## MATERIALS PROVIDED

//! transkey-core
//!
//! Composition and translation core of a phonetic soft keyboard: raw key
//! events become a pending phonetic buffer, the buffer resolves into ranked
//! candidates, and a selected candidate is either committed directly or routed
//! through an asynchronous translation pipeline first.
//!
//! Public API:
//! - `CompositionBuffer` - pending phonetic input state machine
//! - `CandidateResolver` - phonetic input -> bounded, cached candidate list
//! - `TranslationPipeline` - cached, persisted, fail-open background translation
//! - `Keyboard` - orchestrator owning the mode flag and the commit protocol
//! - `Config` - limits, locales and feature flags (TOML)
//!
//! External services (completion, translator, durable store, host document)
//! are traits in `service`; the core never talks to the outside world itself.
use serde::{Deserialize, Serialize};

pub mod cache;
pub use cache::{BoundedCache, EvictionPolicy};

pub mod candidate;
pub use candidate::{CandidateList, Direction};

pub mod composition;
pub use composition::{CompositionBuffer, CompositionState, DeleteOutcome};

pub mod keyboard;
pub use keyboard::{InputMode, KeyEvent, KeyResult, Keyboard, KeyboardContext, TranslationChoice};

pub mod resolver;
pub use resolver::CandidateResolver;

pub mod service;
pub use service::{
    CacheStore, CompletionError, CompletionService, DownloadConditions, HostSink, StoreError,
    TranslateError, Translator,
};

pub mod translation;
pub use translation::{
    JsonFileStore, LogObserver, MemoryStore, NullStore, OutcomeStatus, PipelineError, Task,
    TranslationObserver, TranslationOutcome, TranslationPipeline,
};

/// Keyboard configuration.
///
/// Every field has a default, so a TOML file only needs the keys it changes.
#[derive(Debug, Clone, Deserialize, Serialize)]
#[serde(default)]
pub struct Config {
    // Candidate resolution
    /// Maximum number of candidates presented per input
    pub max_candidates: usize,
    /// Locale passed to the completion service
    pub completion_locale: String,
    /// Maximum number of inputs kept in the candidate cache
    pub candidate_cache_size: usize,
    /// How the candidate cache makes room when full
    pub candidate_eviction: EvictionPolicy,

    // Translation
    /// Maximum number of entries in the translation cache
    pub translation_cache_size: usize,
    /// Language of the candidates being translated
    pub source_locale: String,
    /// Language translations are produced in
    pub target_locale: String,
    /// When the translator may download what it needs to become ready
    pub download: DownloadConditions,
    /// Upper bound on translations running at the same time
    pub translation_workers: usize,
    /// How long teardown waits for the final cache flush (milliseconds)
    pub flush_timeout_ms: u64,
    /// Seed the translation cache with everyday phrases at startup
    pub preload_common_phrases: bool,

    // Keyboard
    /// Start in translate-then-choose mode instead of direct insert
    pub start_in_translate_mode: bool,
}

impl Default for Config {
    fn default() -> Self {
        Self {
            max_candidates: 8,
            completion_locale: "zh-Hans".to_string(),
            candidate_cache_size: 100,
            // Drop a batch of the oldest inputs at once rather than one at a time.
            candidate_eviction: EvictionPolicy::InsertionOrder { batch: 10 },
            translation_cache_size: 1000,
            source_locale: "zh".to_string(),
            target_locale: "en".to_string(),
            download: DownloadConditions::default(),
            translation_workers: 2,
            flush_timeout_ms: 2000,
            preload_common_phrases: false,
            start_in_translate_mode: true,
        }
    }
}

impl Config {
    /// Load configuration from a TOML file.
    pub fn load_toml<P: AsRef<std::path::Path>>(path: P) -> anyhow::Result<Self> {
        let path = path.as_ref();
        let content = std::fs::read_to_string(path)
            .map_err(|e| anyhow::anyhow!("read config {}: {}", path.display(), e))?;
        Ok(Self::from_toml_str(&content)?)
    }

    /// Save configuration to a TOML file.
    pub fn save_toml<P: AsRef<std::path::Path>>(&self, path: P) -> anyhow::Result<()> {
        let content = self.to_toml_string()?;
        std::fs::write(path, content)?;
        Ok(())
    }

    /// Load configuration from TOML string.
    pub fn from_toml_str(content: &str) -> Result<Self, toml::de::Error> {
        toml::from_str(content)
    }

    /// Serialize configuration to TOML string.
    pub fn to_toml_string(&self) -> Result<String, toml::ser::Error> {
        toml::to_string_pretty(self)
    }

    /// The mode a new keyboard starts in.
    pub fn initial_mode(&self) -> InputMode {
        if self.start_in_translate_mode {
            InputMode::TranslateThenChoose
        } else {
            InputMode::DirectInsert
        }
    }
}

/// Utility helpers.
pub mod utils {
    /// Normalize strings (NFC) and trim whitespace.
    pub fn normalize(s: &str) -> String {
        use unicode_normalization::UnicodeNormalization;
        s.nfc().collect::<String>().trim().to_string()
    }
}

#[cfg(test)]
mod tests {
    use super::*;

    #[test]
    fn test_default_limits() {
        let cfg = Config::default();
        assert_eq!(cfg.max_candidates, 8);
        assert_eq!(cfg.candidate_cache_size, 100);
        assert_eq!(cfg.candidate_eviction, EvictionPolicy::InsertionOrder { batch: 10 });
        assert_eq!(cfg.translation_cache_size, 1000);
        assert_eq!(cfg.initial_mode(), InputMode::TranslateThenChoose);
    }

    #[test]
    fn test_partial_toml_keeps_defaults() {
        let cfg = Config::from_toml_str(
            r#"
            max_candidates = 5
            start_in_translate_mode = false

            [candidate_eviction]
            kind = "least_recently_used"

            [download]
            allow_metered_network = true
            "#,
        )
        .unwrap();

        assert_eq!(cfg.max_candidates, 5);
        assert_eq!(cfg.candidate_eviction, EvictionPolicy::LeastRecentlyUsed);
        assert!(cfg.download.allow_metered_network);
        assert!(cfg.download.allow_background);
        assert_eq!(cfg.translation_cache_size, 1000);
        assert_eq!(cfg.initial_mode(), InputMode::DirectInsert);
    }

    #[test]
    fn test_toml_round_trip() {
        let mut cfg = Config::default();
        cfg.target_locale = "ja".to_string();
        cfg.candidate_eviction = EvictionPolicy::InsertionOrder { batch: 3 };

        let text = cfg.to_toml_string().unwrap();
        let back = Config::from_toml_str(&text).unwrap();
        assert_eq!(back.target_locale, "ja");
        assert_eq!(back.candidate_eviction, EvictionPolicy::InsertionOrder { batch: 3 });
    }

    #[test]
    fn test_save_and_load_file() {
        let dir = tempfile::tempdir().unwrap();
        let path = dir.path().join("transkey.toml");
        let mut cfg = Config::default();
        cfg.flush_timeout_ms = 50;
        cfg.save_toml(&path).unwrap();

        assert_eq!(Config::load_toml(&path).unwrap().flush_timeout_ms, 50);
        assert!(Config::load_toml(dir.path().join("missing.toml")).is_err());
    }

    #[test]
    fn test_normalize() {
        assert_eq!(utils::normalize("  你好 "), "你好");
        // e + combining acute -> precomposed é
        assert_eq!(utils::normalize("e\u{301}"), "\u{e9}");
    }
}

## WORK TO BE COMPLETED
The material above needs to be copied out in full, exactly as given.

## EXERCISE SOLUTION
//! transkey-core
//!
//! Composition and translation core of a phonetic soft keyboard: raw key
//! events become a pending phonetic buffer, the buffer resolves into ranked
//! candidates, and a selected candidate is either committed directly or routed
//! through an asynchronous translation pipeline first.
//!
//! Public API:
//! - `CompositionBuffer` - pending phonetic input state machine
//! - `CandidateResolver` - phonetic input -> bounded, cached candidate list
//! - `TranslationPipeline` - cached, persisted, fail-open background translation
//! - `Keyboard` - orchestrator owning the mode flag and the commit protocol
//! - `Config` - limits, locales and feature flags (TOML)
//!
//! External services (completion, translator, durable store, host document)
//! are traits in `service`; the core never talks to the outside world itself.
use serde::{Deserialize, Serialize};

pub mod cache;
pub use cache::{BoundedCache, EvictionPolicy};

pub mod candidate;
pub use candidate::{CandidateList, Direction};

pub mod composition;
pub use composition::{CompositionBuffer, CompositionState, DeleteOutcome};

pub mod keyboard;
pub use keyboard::{InputMode, KeyEvent, KeyResult, Keyboard, KeyboardContext, TranslationChoice};

pub mod resolver;
pub use resolver::CandidateResolver;

pub mod service;
pub use service::{
    CacheStore, CompletionError, CompletionService, DownloadConditions, HostSink, StoreError,
    TranslateError, Translator,
};

pub mod translation;
pub use translation::{
    JsonFileStore, LogObserver, MemoryStore, NullStore, OutcomeStatus, PipelineError, Task,
    TranslationObserver, TranslationOutcome, TranslationPipeline,
};

/// Keyboard configuration.
///
/// Every field has a default, so a TOML file only needs the keys it changes.
#[derive(Debug, Clone, Deserialize, Serialize)]
#[serde(default)]
pub struct Config {
    // Candidate resolution
    /// Maximum number of candidates presented per input
    pub max_candidates: usize,
    /// Locale passed to the completion service
    pub completion_locale: String,
    /// Maximum number of inputs kept in the candidate cache
    pub candidate_cache_size: usize,
    /// How the candidate cache makes room when full
    pub candidate_eviction: EvictionPolicy,

    // Translation
    /// Maximum number of entries in the translation cache
    pub translation_cache_size: usize,
    /// Language of the candidates being translated
    pub source_locale: String,
    /// Language translations are produced in
    pub target_locale: String,
    /// When the translator may download what it needs to become ready
    pub download: DownloadConditions,
    /// Upper bound on translations running at the same time
    pub translation_workers: usize,
    /// How long teardown waits for the final cache flush (milliseconds)
    pub flush_timeout_ms: u64,
    /// Seed the translation cache with everyday phrases at startup
    pub preload_common_phrases: bool,

    // Keyboard
    /// Start in translate-then-choose mode instead of direct insert
    pub start_in_translate_mode: bool,
}

impl Default for Config {
    fn default() -> Self {
        Self {
            max_candidates: 8,
            completion_locale: "zh-Hans".to_string(),
            candidate_cache_size: 100,
            // Drop a batch of the oldest inputs at once rather than one at a time.
            candidate_eviction: EvictionPolicy::InsertionOrder { batch: 10 },
            translation_cache_size: 1000,
            source_locale: "zh".to_string(),
            target_locale: "en".to_string(),
            download: DownloadConditions::default(),
            translation_workers: 2,
            flush_timeout_ms: 2000,
            preload_common_phrases: false,
            start_in_translate_mode: true,
        }
    }
}

impl Config {
    /// Load configuration from a TOML file.
    pub fn load_toml<P: AsRef<std::path::Path>>(path: P) -> anyhow::Result<Self> {
        let path = path.as_ref();
        let content = std::fs::read_to_string(path)
            .map_err(|e| anyhow::anyhow!("read config {}: {}", path.display(), e))?;
        Ok(Self::from_toml_str(&content)?)
    }

    /// Save configuration to a TOML file.
    pub fn save_toml<P: AsRef<std::path::Path>>(&self, path: P) -> anyhow::Result<()> {
        let content = self.to_toml_string()?;
        std::fs::write(path, content)?;
        Ok(())
    }

    /// Load configuration from TOML string.
    pub fn from_toml_str(content: &str) -> Result<Self, toml::de::Error> {
        toml::from_str(content)
    }

    /// Serialize configuration to TOML string.
    pub fn to_toml_string(&self) -> Result<String, toml::ser::Error> {
        toml::to_string_pretty(self)
    }

    /// The mode a new keyboard starts in.
    pub fn initial_mode(&self) -> InputMode {
        if self.start_in_translate_mode {
            InputMode::TranslateThenChoose
        } else {
            InputMode::DirectInsert
        }
    }
}

/// Utility helpers.
pub mod utils {
    /// Normalize strings (NFC) and trim whitespace.
    pub fn normalize(s: &str) -> String {
        use unicode_normalization::UnicodeNormalization;
        s.nfc().collect::<String>().trim().to_string()
    }
}

#[cfg(test)]
mod tests {
    use super::*;

    #[test]
    fn test_default_limits() {
        let cfg = Config::default();
        assert_eq!(cfg.max_candidates, 8);
        assert_eq!(cfg.candidate_cache_size, 100);
        assert_eq!(cfg.candidate_eviction, EvictionPolicy::InsertionOrder { batch: 10 });
        assert_eq!(cfg.translation_cache_size, 1000);
        assert_eq!(cfg.initial_mode(), InputMode::TranslateThenChoose);
    }

    #[test]
    fn test_partial_toml_keeps_defaults() {
        let cfg = Config::from_toml_str(
            r#"
            max_candidates = 5
            start_in_translate_mode = false

            [candidate_eviction]
            kind = "least_recently_used"

            [download]
            allow_metered_network = true
            "#,
        )
        .unwrap();

        assert_eq!(cfg.max_candidates, 5);
        assert_eq!(cfg.candidate_eviction, EvictionPolicy::LeastRecentlyUsed);
        assert!(cfg.download.allow_metered_network);
        assert!(cfg.download.allow_background);
        assert_eq!(cfg.translation_cache_size, 1000);
        assert_eq!(cfg.initial_mode(), InputMode::DirectInsert);
    }

    #[test]
    fn test_toml_round_trip() {
        let mut cfg = Config::default();
        cfg.target_locale = "ja".to_string();
        cfg.candidate_eviction = EvictionPolicy::InsertionOrder { batch: 3 };

        let text = cfg.to_toml_string().unwrap();
        let back = Config::from_toml_str(&text).unwrap();
        assert_eq!(back.target_locale, "ja");
        assert_eq!(back.candidate_eviction, EvictionPolicy::InsertionOrder { batch: 3 });
    }

    #[test]
    fn test_save_and_load_file() {
        let dir = tempfile::tempdir().unwrap();
        let path = dir.path().join("transkey.toml");
        let mut cfg = Config::default();
        cfg.flush_timeout_ms = 50;
        cfg.save_toml(&path).unwrap();

        assert_eq!(Config::load_toml(&path).unwrap().flush_timeout_ms, 50);
        assert!(Config::load_toml(dir.path().join("missing.toml")).is_err());
    }

    #[test]
    fn test_normalize() {
        assert_eq!(utils::normalize("  你好 "), "你好");
        // e + combining acute -> precomposed é
        assert_eq!(utils::normalize("e\u{301}"), "\u{e9}");
    }
}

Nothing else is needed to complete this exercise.